By that time, my husband, who had his own business realized it was not a feasible way to make money as he aged. He had a custom pool, rock tile business. He applied to the post office, got hired, was considered substitute carrier for about 4 years. During that time he continued his business but could schedule around the time he was needed at the post office. When he became a regular with his own route, he closed his business.

This gave me a lot more freedom in where I wanted to work. We changed all the insurance over to the federal coverage, they were great. We also had life insurance.

I changed jobs once again, still the same industry but a small one owner business. It was about a mile from home. It gave me the flexibily to be more active in my son's activities. I was there for 8 years. He was the best boss, so understanding, and great with advice.

Fast forward a year, husband diagnosed with terminal cancer, the health insurance was great. The life insurance would be honored because it had been a year since we got the policy. We did not expect he would make it to the next stage of benefits but he did. That gave me a small pension and the ability to keep the federal health insurance for life at an employee rate. I was also allowed to keep our son on the policy until age 26.
 

My daughter's ex-in laws had a strange (to me) relationship. Years ago when they first got married, the wife went to college to become a nurse and the husband had a job supporting the family while she did so. Once she graduated and got a job, he quit working and said, "now it's your turn to do the supporting". That's how it was relayed to me, word for word. He supported the family for 4 years and she has supported the family ever since. Once in awhile he'll take on a carpenter job but probably just because he's bored sitting around the house.

I think that's more than give and take. That's give and take, take, take.....
 
My daughter's ex-in laws had a strange (to me) relationship. Years ago when they first got married, the wife went to college to become a nurse and the husband had a job supporting the family while she did so. Once she graduated and got a job, he quit working and said, "now it's your turn to do the supporting". That's how it was relayed to me, word for word. He supported the family for 4 years and she has supported the family ever since. Once in awhile he'll take on a carpenter job but probably just because he's bored sitting around the house.

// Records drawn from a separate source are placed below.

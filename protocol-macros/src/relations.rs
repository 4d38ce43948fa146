//! `#[derive(GraphQLRelations)]`: a `ComplexObject` impl with one resolver
//! per `#[relation(...)]` plus `_count` for to-many relations.

use proc_macro2::TokenStream;
use quote::quote;

use crate::entity::entity_path;
use crate::model::{EntityModel, RelationKind, RelationModel, suffixed};

pub fn expand(entity: &EntityModel) -> TokenStream {
    let ident = &entity.ident;
    let pk = &entity.primary_key().ident;
    let resolvers = entity
        .relations
        .iter()
        .map(|relation| resolver(entity, relation));
    let (count_type, count_resolver) = count(entity);

    quote! {
        #count_type

        #[async_graphql::ComplexObject]
        impl #ident {
            #(#resolvers)*
            #count_resolver
        }

        impl #ident {
            fn relation_root(&self) -> i64 {
                i64::from(self.#pk)
            }
        }
    }
}

fn resolver(entity: &EntityModel, relation: &RelationModel) -> TokenStream {
    let this = &entity.ident;
    let name = &relation.ident;
    let gql = syn::LitStr::new(&relation.gql_name, proc_macro2::Span::call_site());
    let target = entity_path(&relation.target);

    match &relation.kind {
        RelationKind::BelongsTo(fk) => {
            let nullable = entity.field(fk).map(|f| f.nullable).unwrap_or(true);
            let doc = format!("{} referenced by `{}`", relation.target, fk);
            if nullable {
                quote! {
                    #[doc = #doc]
                    #[graphql(name = #gql)]
                    async fn #name(
                        &self,
                        ctx: &async_graphql::Context<'_>,
                    ) -> async_graphql::Result<Option<#target>> {
                        let pool = crate::graphql::orm::pool(ctx)?;
                        crate::error::IntoGraphql::gql(
                            crate::graphql::orm::relations::belongs_to::<#this, #target>(
                                pool,
                                self.relation_root(),
                                #fk,
                            )
                            .await,
                        )
                    }
                }
            } else {
                quote! {
                    #[doc = #doc]
                    #[graphql(name = #gql)]
                    async fn #name(
                        &self,
                        ctx: &async_graphql::Context<'_>,
                    ) -> async_graphql::Result<#target> {
                        let pool = crate::graphql::orm::pool(ctx)?;
                        crate::error::IntoGraphql::gql(
                            crate::graphql::orm::relations::belongs_to_required::<#this, #target>(
                                pool,
                                self.relation_root(),
                                #fk,
                            )
                            .await,
                        )
                    }
                }
            }
        }
        RelationKind::HasOne(fk) => {
            let doc = format!("{} whose `{}` points here", relation.target, fk);
            quote! {
                #[doc = #doc]
                #[graphql(name = #gql)]
                async fn #name(
                    &self,
                    ctx: &async_graphql::Context<'_>,
                ) -> async_graphql::Result<Option<#target>> {
                    let pool = crate::graphql::orm::pool(ctx)?;
                    crate::error::IntoGraphql::gql(
                        crate::graphql::orm::relations::has_one::<#this, #target>(
                            pool,
                            self.relation_root(),
                            #fk,
                        )
                        .await,
                    )
                }
            }
        }
        RelationKind::HasMany(fk) => {
            let where_input = entity_path(&suffixed(&relation.target, "WhereInput"));
            let unique_input = entity_path(&suffixed(&relation.target, "WhereUniqueInput"));
            let order_input = entity_path(&suffixed(&relation.target, "OrderByInput"));
            let doc = format!("{} rows whose `{}` points here", relation.target, fk);
            quote! {
                #[doc = #doc]
                #[graphql(name = #gql)]
                #[allow(clippy::too_many_arguments)]
                async fn #name(
                    &self,
                    ctx: &async_graphql::Context<'_>,
                    #[graphql(name = "where")] filter: Option<#where_input>,
                    #[graphql(name = "orderBy")] order_by: Option<Vec<#order_input>>,
                    #[graphql(name = "cursor")] cursor: Option<#unique_input>,
                    #[graphql(name = "take")] take: Option<i32>,
                    #[graphql(name = "skip")] skip: Option<i32>,
                ) -> async_graphql::Result<Vec<#target>> {
                    let pool = crate::graphql::orm::pool(ctx)?;
                    let args = crate::graphql::orm::FindManyArgs {
                        filter,
                        order_by,
                        cursor,
                        take,
                        skip,
                    };
                    crate::error::IntoGraphql::gql(
                        crate::graphql::orm::relations::has_many::<#this, #target, _, _, _>(
                            pool,
                            self.relation_root(),
                            #fk,
                            &args,
                        )
                        .await,
                    )
                }
            }
        }
    }
}

/// `{E}Count` output type and the `_count` resolver.
fn count(entity: &EntityModel) -> (TokenStream, TokenStream) {
    let this = &entity.ident;
    let many: Vec<_> = entity.has_many().collect();
    if many.is_empty() {
        return (quote! {}, quote! {});
    }

    let count_ident = entity.type_ident("Count");
    let count_name = syn::LitStr::new(&count_ident.to_string(), proc_macro2::Span::call_site());

    let fields = many.iter().map(|(relation, _)| {
        let name = &relation.ident;
        let gql = syn::LitStr::new(&relation.gql_name, proc_macro2::Span::call_site());
        quote! {
            #[graphql(name = #gql)]
            pub #name: i64,
        }
    });
    let pairs = many.iter().map(|(relation, fk)| {
        let target = entity_path(&relation.target);
        quote! {
            (<#target as crate::graphql::orm::DatabaseEntity>::TABLE_NAME, #fk)
        }
    });
    let assign = many.iter().enumerate().map(|(i, (relation, _))| {
        let name = &relation.ident;
        quote! { #name: counts[#i], }
    });

    let count_type = quote! {
        #[derive(async_graphql::SimpleObject, Clone, Debug, Default)]
        #[graphql(name = #count_name)]
        pub struct #count_ident {
            #(#fields)*
        }
    };
    let count_resolver = quote! {
        /// Sizes of the to-many relations
        #[graphql(name = "_count")]
        async fn relation_count(
            &self,
            ctx: &async_graphql::Context<'_>,
        ) -> async_graphql::Result<#count_ident> {
            let pool = crate::graphql::orm::pool(ctx)?;
            let counts = crate::error::IntoGraphql::gql(
                crate::graphql::orm::relations::relation_counts::<#this>(
                    pool,
                    self.relation_root(),
                    &[#(#pairs),*],
                )
                .await,
            )?;
            Ok(#count_ident {
                #(#assign)*
            })
        }
    };
    (count_type, count_resolver)
}
use async_graphql::SimpleObject;
use protocol_macros::{GraphQLEntity, GraphQLOperations, GraphQLRelations};
use serde::{Deserialize, Serialize};

use crate::graphql::scalars::Timestamp;

#[derive(
    GraphQLEntity,
    GraphQLRelations,
    GraphQLOperations,
    SimpleObject,
    Clone,
    Debug,
    Serialize,
    Deserialize,
)]
#[graphql(name = "LinearUser", complex, rename_fields = "snake_case")]
#[graphql_entity(table = "linear_user", plural = "LinearUsers")]
#[relation(name = "user", target = "User", belongs_to = "user_id")]
#[relation(name = "assigned_issues", target = "LinearIssue", has_many = "assignee_id")]
pub struct LinearUser {
    #[primary_key]
    pub id: i32,

    #[unique]
    pub linear_id: String,

    pub name: Option<String>,

    pub display_name: Option<String>,

    pub email: Option<String>,

    #[column(default = "1")]
    pub active: bool,

    #[foreign_key(table = "user", on_delete = "SET NULL")]
    pub user_id: Option<i32>,

    #[graphql(name = "createdAt")]
    pub created_at: Timestamp,

    #[graphql(name = "updatedAt")]
    pub updated_at: Timestamp,
}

I think that's more than give and take. That's give and take, take, take.....
That often happened in the reverse. The wife worked to put the husband through school and then she quit to raise the family. She’s still busy raising the family.
 
My daughter's ex-in laws had a strange (to me) relationship. Years ago when they first got married, the wife went to college to become a nurse and the husband had a job supporting the family while she did so. Once she graduated and got a job, he quit working and said, "now it's your turn to do the supporting". That's how it was relayed to me, word for word. He supported the family for 4 years and she has supported the family ever since. Once in awhile he'll take on a carpenter job but probably just because he's bored sitting around the house.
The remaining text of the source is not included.